Dataset entries:
++++++++++++++++++++

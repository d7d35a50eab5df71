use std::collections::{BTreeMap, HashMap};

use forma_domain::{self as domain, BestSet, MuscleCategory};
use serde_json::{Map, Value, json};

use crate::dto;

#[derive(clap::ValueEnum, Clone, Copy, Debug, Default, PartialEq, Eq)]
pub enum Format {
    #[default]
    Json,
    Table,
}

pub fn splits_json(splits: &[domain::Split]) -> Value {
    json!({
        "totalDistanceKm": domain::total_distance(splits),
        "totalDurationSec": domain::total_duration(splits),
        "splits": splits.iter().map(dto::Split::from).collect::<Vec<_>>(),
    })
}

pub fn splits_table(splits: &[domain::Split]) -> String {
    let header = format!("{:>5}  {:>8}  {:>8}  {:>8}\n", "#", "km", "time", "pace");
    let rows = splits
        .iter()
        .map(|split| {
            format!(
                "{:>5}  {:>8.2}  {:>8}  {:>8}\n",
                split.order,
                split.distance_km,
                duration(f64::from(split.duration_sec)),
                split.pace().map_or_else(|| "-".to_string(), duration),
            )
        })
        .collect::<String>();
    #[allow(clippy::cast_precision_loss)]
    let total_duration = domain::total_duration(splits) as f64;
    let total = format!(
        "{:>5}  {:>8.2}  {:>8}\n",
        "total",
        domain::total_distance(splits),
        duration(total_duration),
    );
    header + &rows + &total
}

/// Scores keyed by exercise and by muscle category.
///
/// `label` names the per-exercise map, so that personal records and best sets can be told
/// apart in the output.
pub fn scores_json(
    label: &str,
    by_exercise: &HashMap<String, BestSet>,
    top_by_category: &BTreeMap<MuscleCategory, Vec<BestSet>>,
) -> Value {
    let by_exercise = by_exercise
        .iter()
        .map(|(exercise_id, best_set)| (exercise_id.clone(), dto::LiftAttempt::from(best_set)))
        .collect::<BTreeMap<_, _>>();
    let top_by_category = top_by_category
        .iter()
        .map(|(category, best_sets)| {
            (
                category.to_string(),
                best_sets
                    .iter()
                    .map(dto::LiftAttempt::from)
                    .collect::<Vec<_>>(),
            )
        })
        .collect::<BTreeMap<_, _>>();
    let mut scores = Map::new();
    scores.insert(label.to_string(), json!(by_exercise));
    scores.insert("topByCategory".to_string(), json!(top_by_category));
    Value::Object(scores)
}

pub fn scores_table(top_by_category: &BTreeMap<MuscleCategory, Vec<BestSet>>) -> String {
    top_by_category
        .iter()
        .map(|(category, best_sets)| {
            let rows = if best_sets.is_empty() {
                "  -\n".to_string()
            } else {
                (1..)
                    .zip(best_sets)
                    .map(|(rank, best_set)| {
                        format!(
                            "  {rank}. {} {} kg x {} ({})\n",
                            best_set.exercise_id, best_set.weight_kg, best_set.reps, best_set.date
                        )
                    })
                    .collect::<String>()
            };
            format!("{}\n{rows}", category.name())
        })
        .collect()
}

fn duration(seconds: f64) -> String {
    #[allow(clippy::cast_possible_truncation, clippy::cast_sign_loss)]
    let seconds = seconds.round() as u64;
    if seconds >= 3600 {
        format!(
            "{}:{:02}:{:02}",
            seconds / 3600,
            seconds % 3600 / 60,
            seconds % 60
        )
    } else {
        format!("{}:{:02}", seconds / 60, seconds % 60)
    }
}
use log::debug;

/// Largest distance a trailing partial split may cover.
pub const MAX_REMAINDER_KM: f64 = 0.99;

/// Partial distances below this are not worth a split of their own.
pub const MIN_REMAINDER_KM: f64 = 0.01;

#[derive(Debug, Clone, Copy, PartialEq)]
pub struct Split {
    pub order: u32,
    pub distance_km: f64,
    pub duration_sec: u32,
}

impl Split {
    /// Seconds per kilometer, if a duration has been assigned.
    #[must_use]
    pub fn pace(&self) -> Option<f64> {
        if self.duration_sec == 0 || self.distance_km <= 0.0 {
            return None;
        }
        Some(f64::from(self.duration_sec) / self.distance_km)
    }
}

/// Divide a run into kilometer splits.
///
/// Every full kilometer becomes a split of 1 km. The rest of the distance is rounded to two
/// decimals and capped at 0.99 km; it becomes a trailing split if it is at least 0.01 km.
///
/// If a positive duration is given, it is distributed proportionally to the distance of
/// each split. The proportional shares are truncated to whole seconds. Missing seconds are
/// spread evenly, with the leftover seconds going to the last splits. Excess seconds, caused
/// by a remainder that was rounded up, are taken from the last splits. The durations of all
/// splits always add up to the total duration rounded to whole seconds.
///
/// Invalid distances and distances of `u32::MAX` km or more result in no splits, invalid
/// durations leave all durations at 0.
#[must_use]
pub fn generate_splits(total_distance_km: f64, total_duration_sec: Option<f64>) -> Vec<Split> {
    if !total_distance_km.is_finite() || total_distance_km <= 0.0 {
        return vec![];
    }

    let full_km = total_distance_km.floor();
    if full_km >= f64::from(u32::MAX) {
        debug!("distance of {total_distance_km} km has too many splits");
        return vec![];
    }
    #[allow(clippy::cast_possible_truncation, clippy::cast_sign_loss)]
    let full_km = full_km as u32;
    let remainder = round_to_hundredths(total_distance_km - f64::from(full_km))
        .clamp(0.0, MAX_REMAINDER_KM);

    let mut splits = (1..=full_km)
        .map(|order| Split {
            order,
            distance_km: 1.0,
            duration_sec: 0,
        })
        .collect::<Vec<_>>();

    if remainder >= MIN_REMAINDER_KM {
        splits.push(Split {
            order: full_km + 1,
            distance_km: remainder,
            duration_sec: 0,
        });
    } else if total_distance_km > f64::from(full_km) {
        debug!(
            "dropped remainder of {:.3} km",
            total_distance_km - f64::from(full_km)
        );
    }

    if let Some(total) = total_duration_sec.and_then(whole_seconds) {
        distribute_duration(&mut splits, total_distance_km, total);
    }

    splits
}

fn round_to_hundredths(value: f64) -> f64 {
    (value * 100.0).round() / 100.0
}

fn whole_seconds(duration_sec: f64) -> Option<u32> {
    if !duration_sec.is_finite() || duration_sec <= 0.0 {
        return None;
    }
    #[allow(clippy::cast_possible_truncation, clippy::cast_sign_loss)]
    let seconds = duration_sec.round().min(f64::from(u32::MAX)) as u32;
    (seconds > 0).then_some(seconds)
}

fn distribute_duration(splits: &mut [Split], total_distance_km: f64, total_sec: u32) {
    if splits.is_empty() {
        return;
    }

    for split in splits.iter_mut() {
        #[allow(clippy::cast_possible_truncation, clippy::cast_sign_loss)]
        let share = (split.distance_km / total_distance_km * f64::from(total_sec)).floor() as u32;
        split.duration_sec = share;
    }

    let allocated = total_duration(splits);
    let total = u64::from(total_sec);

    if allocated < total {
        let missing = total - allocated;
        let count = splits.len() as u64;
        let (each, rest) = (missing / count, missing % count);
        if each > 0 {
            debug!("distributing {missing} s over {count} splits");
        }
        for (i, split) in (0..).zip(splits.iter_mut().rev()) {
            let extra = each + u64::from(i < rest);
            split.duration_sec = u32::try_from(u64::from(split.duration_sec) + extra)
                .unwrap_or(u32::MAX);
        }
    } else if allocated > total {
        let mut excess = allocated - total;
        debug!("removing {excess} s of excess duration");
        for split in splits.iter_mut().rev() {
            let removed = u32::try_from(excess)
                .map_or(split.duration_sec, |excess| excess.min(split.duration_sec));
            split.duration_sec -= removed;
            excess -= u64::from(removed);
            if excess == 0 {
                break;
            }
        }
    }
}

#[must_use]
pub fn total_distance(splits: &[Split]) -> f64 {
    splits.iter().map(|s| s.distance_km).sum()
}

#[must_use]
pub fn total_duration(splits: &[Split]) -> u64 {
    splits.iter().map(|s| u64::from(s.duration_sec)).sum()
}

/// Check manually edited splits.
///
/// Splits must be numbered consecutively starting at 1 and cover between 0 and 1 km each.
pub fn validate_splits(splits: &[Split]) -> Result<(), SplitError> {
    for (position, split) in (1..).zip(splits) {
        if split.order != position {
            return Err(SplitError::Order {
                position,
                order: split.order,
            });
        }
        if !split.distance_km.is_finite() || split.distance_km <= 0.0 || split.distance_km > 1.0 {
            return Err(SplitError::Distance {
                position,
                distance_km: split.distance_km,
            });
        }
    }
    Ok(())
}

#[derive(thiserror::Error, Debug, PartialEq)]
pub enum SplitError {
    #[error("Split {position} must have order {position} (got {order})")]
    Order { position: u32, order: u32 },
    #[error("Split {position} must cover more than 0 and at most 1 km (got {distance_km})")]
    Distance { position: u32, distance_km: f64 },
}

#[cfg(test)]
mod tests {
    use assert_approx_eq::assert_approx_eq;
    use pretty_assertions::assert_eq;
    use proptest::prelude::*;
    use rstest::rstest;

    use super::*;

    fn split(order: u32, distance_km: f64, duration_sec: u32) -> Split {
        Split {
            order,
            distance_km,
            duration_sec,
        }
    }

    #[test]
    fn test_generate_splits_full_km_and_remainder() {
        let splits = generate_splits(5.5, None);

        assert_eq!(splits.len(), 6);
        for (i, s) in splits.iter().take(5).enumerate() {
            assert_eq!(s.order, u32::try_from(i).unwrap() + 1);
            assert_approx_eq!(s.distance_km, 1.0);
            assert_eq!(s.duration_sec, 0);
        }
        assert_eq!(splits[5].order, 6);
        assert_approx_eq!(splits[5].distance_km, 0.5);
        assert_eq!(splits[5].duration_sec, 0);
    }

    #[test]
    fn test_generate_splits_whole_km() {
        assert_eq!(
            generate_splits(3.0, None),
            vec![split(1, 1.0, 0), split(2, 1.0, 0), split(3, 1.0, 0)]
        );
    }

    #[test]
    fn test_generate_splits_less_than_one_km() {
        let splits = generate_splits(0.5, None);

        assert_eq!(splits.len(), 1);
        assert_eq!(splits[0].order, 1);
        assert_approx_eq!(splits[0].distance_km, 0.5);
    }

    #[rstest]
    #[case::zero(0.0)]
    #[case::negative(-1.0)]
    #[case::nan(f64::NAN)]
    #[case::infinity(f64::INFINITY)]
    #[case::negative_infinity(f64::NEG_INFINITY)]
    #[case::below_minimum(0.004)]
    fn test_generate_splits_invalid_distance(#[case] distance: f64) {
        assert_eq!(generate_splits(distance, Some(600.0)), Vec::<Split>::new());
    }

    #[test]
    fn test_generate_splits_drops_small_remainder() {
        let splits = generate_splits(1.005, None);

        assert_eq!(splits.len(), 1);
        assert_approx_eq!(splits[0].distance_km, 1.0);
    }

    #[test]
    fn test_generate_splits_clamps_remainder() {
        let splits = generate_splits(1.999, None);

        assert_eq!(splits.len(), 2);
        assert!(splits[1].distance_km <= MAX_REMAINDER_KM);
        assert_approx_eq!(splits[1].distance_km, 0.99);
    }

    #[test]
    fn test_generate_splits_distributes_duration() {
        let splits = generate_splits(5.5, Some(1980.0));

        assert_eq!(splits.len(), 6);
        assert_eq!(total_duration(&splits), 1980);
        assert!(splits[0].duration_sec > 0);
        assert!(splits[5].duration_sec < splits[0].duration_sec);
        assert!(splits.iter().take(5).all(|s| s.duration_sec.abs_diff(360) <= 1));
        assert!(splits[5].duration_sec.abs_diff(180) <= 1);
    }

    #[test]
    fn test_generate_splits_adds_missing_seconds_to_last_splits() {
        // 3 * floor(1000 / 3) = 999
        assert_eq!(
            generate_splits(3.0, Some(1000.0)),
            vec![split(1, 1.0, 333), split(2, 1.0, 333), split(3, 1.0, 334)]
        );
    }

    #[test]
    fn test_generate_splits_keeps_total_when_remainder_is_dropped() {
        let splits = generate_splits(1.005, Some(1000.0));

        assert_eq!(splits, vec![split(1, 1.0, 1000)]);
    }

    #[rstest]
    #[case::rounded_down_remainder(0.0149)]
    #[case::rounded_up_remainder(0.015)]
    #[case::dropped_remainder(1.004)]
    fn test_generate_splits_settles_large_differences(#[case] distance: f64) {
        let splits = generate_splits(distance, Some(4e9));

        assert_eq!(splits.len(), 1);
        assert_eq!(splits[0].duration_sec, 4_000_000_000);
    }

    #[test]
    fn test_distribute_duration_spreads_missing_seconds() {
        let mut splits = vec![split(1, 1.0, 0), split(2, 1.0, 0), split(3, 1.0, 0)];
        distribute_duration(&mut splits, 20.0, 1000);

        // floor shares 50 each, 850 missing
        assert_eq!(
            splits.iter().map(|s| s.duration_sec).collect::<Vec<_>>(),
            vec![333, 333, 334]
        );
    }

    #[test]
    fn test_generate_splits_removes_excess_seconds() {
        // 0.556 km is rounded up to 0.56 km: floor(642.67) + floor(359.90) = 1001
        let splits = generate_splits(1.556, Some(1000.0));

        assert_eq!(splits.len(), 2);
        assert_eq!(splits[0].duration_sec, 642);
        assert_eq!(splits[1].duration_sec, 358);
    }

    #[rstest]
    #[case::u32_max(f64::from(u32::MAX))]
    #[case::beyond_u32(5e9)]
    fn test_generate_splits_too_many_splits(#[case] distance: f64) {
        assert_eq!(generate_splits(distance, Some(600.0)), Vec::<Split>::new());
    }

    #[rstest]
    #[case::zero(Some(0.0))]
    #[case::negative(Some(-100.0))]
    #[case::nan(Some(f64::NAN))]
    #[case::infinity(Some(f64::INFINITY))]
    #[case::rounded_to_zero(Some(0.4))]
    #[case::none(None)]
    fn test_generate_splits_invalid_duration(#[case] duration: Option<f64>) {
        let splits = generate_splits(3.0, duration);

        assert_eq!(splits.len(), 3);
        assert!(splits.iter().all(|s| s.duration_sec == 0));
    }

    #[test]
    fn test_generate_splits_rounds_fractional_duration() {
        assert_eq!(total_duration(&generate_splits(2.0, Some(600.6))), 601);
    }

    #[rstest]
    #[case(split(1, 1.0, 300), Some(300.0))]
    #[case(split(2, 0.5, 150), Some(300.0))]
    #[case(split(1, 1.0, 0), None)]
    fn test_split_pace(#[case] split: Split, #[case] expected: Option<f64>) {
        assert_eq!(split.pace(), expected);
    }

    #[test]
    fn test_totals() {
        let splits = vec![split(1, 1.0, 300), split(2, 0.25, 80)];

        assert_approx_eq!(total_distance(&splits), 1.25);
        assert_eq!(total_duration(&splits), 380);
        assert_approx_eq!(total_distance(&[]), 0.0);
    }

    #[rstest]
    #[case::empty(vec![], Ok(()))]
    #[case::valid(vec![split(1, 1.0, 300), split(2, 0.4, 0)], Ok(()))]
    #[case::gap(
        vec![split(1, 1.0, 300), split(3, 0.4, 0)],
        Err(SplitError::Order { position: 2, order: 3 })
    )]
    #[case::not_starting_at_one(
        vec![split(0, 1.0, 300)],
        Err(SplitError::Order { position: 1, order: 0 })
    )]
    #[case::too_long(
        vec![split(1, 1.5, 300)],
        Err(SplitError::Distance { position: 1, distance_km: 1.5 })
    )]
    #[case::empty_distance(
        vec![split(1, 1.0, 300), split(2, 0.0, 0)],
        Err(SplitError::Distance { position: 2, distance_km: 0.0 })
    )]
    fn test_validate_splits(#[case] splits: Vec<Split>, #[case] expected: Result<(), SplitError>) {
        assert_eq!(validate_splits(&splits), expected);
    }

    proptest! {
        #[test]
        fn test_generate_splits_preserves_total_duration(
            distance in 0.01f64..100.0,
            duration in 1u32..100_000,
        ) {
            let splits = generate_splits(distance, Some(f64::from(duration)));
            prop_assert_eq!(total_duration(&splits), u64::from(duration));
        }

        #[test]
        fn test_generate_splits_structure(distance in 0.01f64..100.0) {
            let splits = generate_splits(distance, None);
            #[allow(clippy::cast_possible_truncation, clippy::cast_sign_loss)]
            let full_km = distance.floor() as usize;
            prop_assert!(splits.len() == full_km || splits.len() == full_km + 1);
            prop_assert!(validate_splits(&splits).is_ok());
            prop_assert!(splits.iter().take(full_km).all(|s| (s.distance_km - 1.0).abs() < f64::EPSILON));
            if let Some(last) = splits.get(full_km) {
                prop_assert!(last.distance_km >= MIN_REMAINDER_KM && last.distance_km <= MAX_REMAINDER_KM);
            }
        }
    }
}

++++++++++++++++++++

Assignment: Every line of the records that includes the word "derive" should be gathered.

Task response:
#[derive(clap::ValueEnum, Clone, Copy, Debug, Default, PartialEq, Eq)]
#[derive(Debug, Clone, Copy, PartialEq)]
#[derive(thiserror::Error, Debug, PartialEq)]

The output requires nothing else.